As for 28-year-old Bose Abiodun, the TBA Home is more of a
safe haven. “It’s been long I started coming here. This is where I had my first
baby and I like the treatment here. I was ill when I was about having the baby,
and in the hospital they told me that I would undergo surgery, but when I came
here, I delivered the baby normally,” Abiodun said.
39-year-old Loretta Nzute, told NHO that she had been
married 10 years, and that she came for fertility treatment, hoping to join the
antenatal section later because her friend, Ify, who introduced her to the
place put to bed and three other women she introduced also had positive stories
to tell.
Sadly, despite the campaign against maternal death, Nigeria
still has one of the worst maternal mortality indices in the world and is
second only to India. In the days of old, the use of TBAs and home deliveries
were preferable for the local community due to dearth of healthcare facilities,
long distance from facilities and financial limitation. These were the three
major constraints that prevented community members from accessing and using
trained midwives and institutional deliveries.
According to the
World Health Organisation data on maternal mortality, in 2013, there were 560
deaths per 100,000 births in Nigeria. That figure includes women who die during
or within 42 days of giving birth. Figures for Nigeria published by the World
Bank in 2011 show that 49 per cent of births were attended by trained
healthcare workers.
Similarly, the
National Demographic and Health Survey (NDHS) in 2013, the maternal mortality
ratio is 576 deaths out of every 100,000 live births. The figure is as high as
1,100 deaths per 100,000 live births in northern Nigeria and in rural
communities where women have little or no education, and access to essential
health services is low, according to the NDHS 2013.

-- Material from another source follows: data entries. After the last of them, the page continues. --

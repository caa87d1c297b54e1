use actix_multipart::form::MultipartForm;
use actix_web::{HttpResponse, Responder, delete, get, post, put, web};

use crate::domain::auth::AuthenticatedEmployee;
use crate::forms::products::{AddProductForm, EditProductForm, UploadProductsForm};
use crate::repository::DieselRepository;
use crate::routes::error_response;
use crate::services::products::{
    ProductQuery, create_product, load_product, load_products, modify_product, remove_product,
    upload_products as upload_products_service,
};

#[get("/products")]
pub async fn show_products(
    params: web::Query<ProductQuery>,
    user: AuthenticatedEmployee,
    repo: web::Data<DieselRepository>,
) -> impl Responder {
    match load_products(repo.get_ref(), &user, params.into_inner()) {
        Ok(products) => HttpResponse::Ok().json(products),
        Err(err) => error_response(err, "list products"),
    }
}

#[post("/products")]
pub async fn add_product(
    user: AuthenticatedEmployee,
    repo: web::Data<DieselRepository>,
    form: web::Json<AddProductForm>,
) -> impl Responder {
    match create_product(repo.get_ref(), &user, form.into_inner()) {
        Ok(product) => HttpResponse::Created().json(product),
        Err(err) => error_response(err, "create product"),
    }
}

#[post("/products/upload")]
pub async fn upload_products(
    user: AuthenticatedEmployee,
    repo: web::Data<DieselRepository>,
    MultipartForm(mut form): MultipartForm<UploadProductsForm>,
) -> impl Responder {
    match upload_products_service(repo.get_ref(), &user, &mut form) {
        Ok(import) => HttpResponse::Created().json(import),
        Err(err) => error_response(err, "upload products"),
    }
}

#[get("/products/{product_id}")]
pub async fn show_product(
    path: web::Path<i32>,
    user: AuthenticatedEmployee,
    repo: web::Data<DieselRepository>,
) -> impl Responder {
    let product_id = path.into_inner();

    match load_product(repo.get_ref(), &user, product_id) {
        Ok(product) => HttpResponse::Ok().json(product),
        Err(err) => error_response(err, &format!("load product {product_id}")),
    }
}

#[put("/products/{product_id}")]
pub async fn edit_product(
    path: web::Path<i32>,
    user: AuthenticatedEmployee,
    repo: web::Data<DieselRepository>,
    form: web::Json<EditProductForm>,
) -> impl Responder {
    let product_id = path.into_inner();

    match modify_product(repo.get_ref(), &user, product_id, form.into_inner()) {
        Ok(product) => HttpResponse::Ok().json(product),
        Err(err) => error_response(err, &format!("modify product {product_id}")),
    }
}

#[delete("/products/{product_id}")]
pub async fn delete_product(
    path: web::Path<i32>,
    user: AuthenticatedEmployee,
    repo: web::Data<DieselRepository>,
) -> impl Responder {
    let product_id = path.into_inner();

    match remove_product(repo.get_ref(), &user, product_id) {
        Ok(()) => HttpResponse::NoContent().finish(),
        Err(err) => error_response(err, &format!("delete product {product_id}")),
    }
}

Mrs Veronica Olawunmi Tewe, onwer of Winners Healing Maternity |
With about seven
million annual births, the number of women who die is about 58,000 each year. Maternal
mortality rates in West Africa are among the highest in the world. One in every
30 Nigerian mothers die in childbirth compared with one in every 30,000 in
Sweden. In Sierra Leone in the early 1990s, more than 2300 women were dying for
every 100,000 babies that were born alive.
In Nigeria, 1100 women were suffering the same fate. The situation
in both countries has improved dramatically in the past 25 years. Sierra Leone
has more than halved the number of maternal deaths to 1100 for every 100,000
births, just as in Nigeria where the rate is 576 women for every 100,000
births. But this is a far cry from what obtains in developed countries. In
Sweden, there are four deaths for every 100,000 births. In the US, there are 28
for every 100,000 births.
During a media interaction on the 2017 Maternal, Newborn and
Child Health init6iative, Special Adviser to the Lagos State Governor on
Primary Health Care, Dr. Olufemi Onanuga, stated recently that the maternal
health bursen for the state is 555 per 100, 000 live births.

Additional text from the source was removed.